REQUIRED WORK ▸ In the data below, locate each line with the word "SimilarMatch" and list it.
_ _ _ _
use std::collections::HashMap;

use async_trait::async_trait;
use serde::{Deserialize, Serialize};
use sqlx::postgres::{PgPool, PgPoolOptions};
use sqlx::Row;
use uuid::Uuid;

use crate::error::{RagError, Result};

/// Document identity and metadata as persisted in the store.
#[derive(Debug, Clone, Default, Serialize, Deserialize)]
pub struct DocumentMeta {
    pub file_hash: String,
    pub file_path: String,
    pub file_name: String,
    pub title: Option<String>,
    pub author: Option<String>,
    pub subject: Option<String>,
    pub keywords: Option<String>,
    pub creator: Option<String>,
    pub producer: Option<String>,
    pub page_count: i32,
}

/// One chunk ready for persistence: its text, embedding, content hash
/// and the page the chunk starts on.
#[derive(Debug, Clone)]
pub struct ChunkRecord {
    pub text: String,
    pub vector: Vec<f32>,
    pub hash: u64,
    pub page: i32,
}

/// A similarity hit from the store's own vector search.
#[derive(Debug, Clone)]
pub struct SimilarMatch {
    pub text: String,
    pub similarity: f32,
    pub hash: u64,
}

/// A retrieved chunk with its provenance, as handed to the chat layer
/// and surfaced in results.
#[derive(Debug, Clone, Serialize, Deserialize)]
pub struct ContextChunk {
    pub text: String,
    pub similarity: f32,
    pub hash: u64,
    pub file_path: String,
    pub file_name: String,
    pub title: Option<String>,
    pub author: Option<String>,
    pub page_count: i32,
    pub page_number: i32,
}

/// The persistence capability the pipeline needs, described by its
/// operations. The production implementation is [`RelationalStore`];
/// tests substitute an in-memory one.
#[async_trait]
pub trait Store: Send + Sync {
    /// Creates extensions, tables, indexes and triggers idempotently.
    async fn initialize(&self) -> Result<()>;

    /// Inserts a document by file hash, or updates every column except
    /// the surrogate id and creation time when the hash already exists.
    async fn upsert_document(&self, meta: &DocumentMeta) -> Result<Uuid>;

    /// Persists chunks for the document identified by `file_hash` in a
    /// single transaction. Rows whose embedding hash already exists
    /// are left untouched. Returns the last inserted surrogate id, or
    /// -1 when nothing was inserted.
    async fn save_chunks(&self, file_hash: &str, records: &[ChunkRecord]) -> Result<i64>;

    /// Resolves chunk text plus joined document columns for each hash
    /// that has a stored row.
    async fn chunks_by_hashes(&self, hashes: &[u64]) -> Result<HashMap<u64, ContextChunk>>;

    /// Top-k rows by cosine similarity against the query vector,
    /// descending.
    async fn search_similar(&self, query: &[f32], k: usize) -> Result<Vec<SimilarMatch>>;

    /// Removes the chunks of one document, keeping the document row.
    /// Used before re-ingesting so stale embeddings never linger.
    async fn delete_chunks_by_file_hash(&self, file_hash: &str) -> Result<u64>;

    /// Removes the document row; chunk rows follow via cascade.
    /// Returns whether a document existed.
    async fn delete_document(&self, file_hash: &str) -> Result<bool>;

    /// Releases any backing connections. Further operations may fail.
    async fn close(&self) {}
}

/// Renders a pgvector literal like `[0.1,0.2,0.3]`.
fn vector_literal(vector: &[f32]) -> String {
    let mut out = String::with_capacity(vector.len() * 10 + 2);
    out.push('[');
    for (i, v) in vector.iter().enumerate() {
        if i > 0 {
            out.push(',');
        }
        out.push_str(&v.to_string());
    }
    out.push(']');
    out
}

/// Embedding hashes are u64; Postgres has no unsigned 64-bit column,
/// so they travel as decimal strings.
fn hash_to_db(hash: u64) -> String {
    hash.to_string()
}

fn hash_from_db(s: &str) -> Result<u64> {
    s.parse()
        .map_err(|_| RagError::Parse(format!("invalid embedding hash in store: {s:?}")))
}

/// Postgres-backed store using the pgvector extension for similarity
/// search. Connections are shared through the driver's pool; each
/// logical operation holds at most one connection for its duration.
pub struct RelationalStore {
    pool: PgPool,
    dimension: usize,
}

impl RelationalStore {
    pub async fn connect(conn_string: &str, pool_size: u32, dimension: usize) -> Result<Self> {
        if dimension == 0 {
            return Err(RagError::Config(
                "embedding dimension must be positive".into(),
            ));
        }
        let pool = PgPoolOptions::new()
            .max_connections(pool_size)
            .connect(conn_string)
            .await?;
        Ok(Self { pool, dimension })
    }

    pub fn dimension(&self) -> usize {
        self.dimension
    }

    fn check_dimension(&self, vector: &[f32]) -> Result<()> {
        if vector.len() != self.dimension {
            return Err(RagError::DimensionMismatch {
                expected: self.dimension,
                actual: vector.len(),
            });
        }
        Ok(())
    }
}

#[async_trait]
impl Store for RelationalStore {
    async fn initialize(&self) -> Result<()> {
        let mut tx = self.pool.begin().await?;

        sqlx::query("CREATE EXTENSION IF NOT EXISTS vector")
            .execute(&mut *tx)
            .await?;

        sqlx::query(
            r#"
            CREATE TABLE IF NOT EXISTS documents (
                id UUID PRIMARY KEY,
                file_hash TEXT UNIQUE NOT NULL,
                file_path TEXT NOT NULL,
                file_name TEXT NOT NULL,
                title TEXT,
                author TEXT,
                subject TEXT,
                keywords TEXT,
                creator TEXT,
                producer TEXT,
                page_count INT,
                created_at TIMESTAMPTZ NOT NULL DEFAULT now(),
                updated_at TIMESTAMPTZ NOT NULL DEFAULT now()
            )
            "#,
        )
        .execute(&mut *tx)
        .await?;

        sqlx::query(
            r#"
            CREATE OR REPLACE FUNCTION documents_touch_updated_at() RETURNS trigger AS $$
            BEGIN
                NEW.updated_at = now();
                RETURN NEW;
            END;
            $$ LANGUAGE plpgsql
            "#,
        )
        .execute(&mut *tx)
        .await?;

        sqlx::query("DROP TRIGGER IF EXISTS documents_updated_at ON documents")
            .execute(&mut *tx)
            .await?;
        sqlx::query(
            "CREATE TRIGGER documents_updated_at BEFORE UPDATE ON documents \
             FOR EACH ROW EXECUTE FUNCTION documents_touch_updated_at()",
        )
        .execute(&mut *tx)
        .await?;

        sqlx::query(&format!(
            r#"
            CREATE TABLE IF NOT EXISTS embeddings (
                id BIGSERIAL PRIMARY KEY,
                document_id UUID NOT NULL REFERENCES documents(id) ON DELETE CASCADE,
                chunk_text TEXT NOT NULL,
                embedding_hash TEXT UNIQUE NOT NULL,
                embedding vector({dimension}) NOT NULL,
                chunk_page_num INT NOT NULL,
                created_at TIMESTAMPTZ NOT NULL DEFAULT now()
            )
            "#,
            dimension = self.dimension
        ))
        .execute(&mut *tx)
        .await?;

        sqlx::query(
            "CREATE INDEX IF NOT EXISTS embeddings_vector_idx ON embeddings \
             USING ivfflat (embedding vector_cosine_ops) WITH (lists = 100)",
        )
        .execute(&mut *tx)
        .await?;

        tx.commit().await?;
        tracing::info!(dimension = self.dimension, "relational store initialized");
        Ok(())
    }

    async fn upsert_document(&self, meta: &DocumentMeta) -> Result<Uuid> {
        let row = sqlx::query(
            r#"
            INSERT INTO documents
                (id, file_hash, file_path, file_name, title, author, subject,
                 keywords, creator, producer, page_count)
            VALUES ($1, $2, $3, $4, $5, $6, $7, $8, $9, $10, $11)
            ON CONFLICT (file_hash) DO UPDATE SET
                file_path = EXCLUDED.file_path,
                file_name = EXCLUDED.file_name,
                title = EXCLUDED.title,
                author = EXCLUDED.author,
                subject = EXCLUDED.subject,
                keywords = EXCLUDED.keywords,
                creator = EXCLUDED.creator,
                producer = EXCLUDED.producer,
                page_count = EXCLUDED.page_count
            RETURNING id
            "#,
        )
        .bind(Uuid::new_v4())
        .bind(&meta.file_hash)
        .bind(&meta.file_path)
        .bind(&meta.file_name)
        .bind(&meta.title)
        .bind(&meta.author)
        .bind(&meta.subject)
        .bind(&meta.keywords)
        .bind(&meta.creator)
        .bind(&meta.producer)
        .bind(meta.page_count)
        .fetch_one(&self.pool)
        .await?;

        Ok(row.try_get("id")?)
    }

    async fn save_chunks(&self, file_hash: &str, records: &[ChunkRecord]) -> Result<i64> {
        for record in records {
            self.check_dimension(&record.vector)?;
        }

        let mut tx = self.pool.begin().await?;

        let document_id: Uuid = sqlx::query("SELECT id FROM documents WHERE file_hash = $1")
            .bind(file_hash)
            .fetch_optional(&mut *tx)
            .await?
            .ok_or_else(|| RagError::NotFound(format!("document with hash {file_hash}")))?
            .try_get("id")?;

        let mut last_id = -1i64;
        for record in records {
            let inserted = sqlx::query(
                r#"
                INSERT INTO embeddings
                    (document_id, chunk_text, embedding_hash, embedding, chunk_page_num)
                VALUES ($1, $2, $3, $4::vector, $5)
                ON CONFLICT (embedding_hash) DO NOTHING
                RETURNING id
                "#,
            )
            .bind(document_id)
            .bind(&record.text)
            .bind(hash_to_db(record.hash))
            .bind(vector_literal(&record.vector))
            .bind(record.page)
            .fetch_optional(&mut *tx)
            .await?;

            if let Some(row) = inserted {
                last_id = row.try_get("id")?;
            }
        }

        tx.commit().await?;
        Ok(last_id)
    }

    async fn chunks_by_hashes(&self, hashes: &[u64]) -> Result<HashMap<u64, ContextChunk>> {
        if hashes.is_empty() {
            return Ok(HashMap::new());
        }
        let hash_strings: Vec<String> = hashes.iter().copied().map(hash_to_db).collect();

        let rows = sqlx::query(
            r#"
            SELECT e.chunk_text, e.embedding_hash, e.chunk_page_num,
                   d.file_path, d.file_name, d.title, d.author, d.page_count
            FROM embeddings e
            JOIN documents d ON d.id = e.document_id
            WHERE e.embedding_hash = ANY($1)
            "#,
        )
        .bind(&hash_strings)
        .fetch_all(&self.pool)
        .await?;

        let mut out = HashMap::with_capacity(rows.len());
        for row in rows {
            let hash = hash_from_db(row.try_get::<String, _>("embedding_hash")?.as_str())?;
            out.insert(
                hash,
                ContextChunk {
                    text: row.try_get("chunk_text")?,
                    similarity: 0.0,
                    hash,
                    file_path: row.try_get("file_path")?,
                    file_name: row.try_get("file_name")?,
                    title: row.try_get("title")?,
                    author: row.try_get("author")?,
                    page_count: row.try_get::<Option<i32>, _>("page_count")?.unwrap_or(0),
                    page_number: row.try_get("chunk_page_num")?,
                },
            );
        }
        Ok(out)
    }

    async fn search_similar(&self, query: &[f32], k: usize) -> Result<Vec<SimilarMatch>> {
        self.check_dimension(query)?;
        let literal = vector_literal(query);

        let rows = sqlx::query(
            r#"
            SELECT chunk_text, embedding_hash,
                   1 - (embedding <=> $1::vector) AS similarity
            FROM embeddings
            ORDER BY embedding <=> $1::vector
            LIMIT $2
            "#,
        )
        .bind(&literal)
        .bind(k as i64)
        .fetch_all(&self.pool)
        .await?;

        let mut out = Vec::with_capacity(rows.len());
        for row in rows {
            out.push(SimilarMatch {
                text: row.try_get("chunk_text")?,
                similarity: row.try_get::<f64, _>("similarity")? as f32,
                hash: hash_from_db(row.try_get::<String, _>("embedding_hash")?.as_str())?,
            });
        }
        Ok(out)
    }

    async fn delete_chunks_by_file_hash(&self, file_hash: &str) -> Result<u64> {
        let result = sqlx::query(
            "DELETE FROM embeddings WHERE document_id = \
             (SELECT id FROM documents WHERE file_hash = $1)",
        )
        .bind(file_hash)
        .execute(&self.pool)
        .await?;
        Ok(result.rows_affected())
    }

    async fn delete_document(&self, file_hash: &str) -> Result<bool> {
        let result = sqlx::query("DELETE FROM documents WHERE file_hash = $1")
            .bind(file_hash)
            .execute(&self.pool)
            .await?;
        Ok(result.rows_affected() > 0)
    }

    async fn close(&self) {
        self.pool.close().await;
    }
}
_ _ _ _
WORKED SOLUTION ▸
pub struct SimilarMatch {
    async fn search_similar(&self, query: &[f32], k: usize) -> Result<Vec<SimilarMatch>>;
    async fn search_similar(&self, query: &[f32], k: usize) -> Result<Vec<SimilarMatch>> {
            out.push(SimilarMatch {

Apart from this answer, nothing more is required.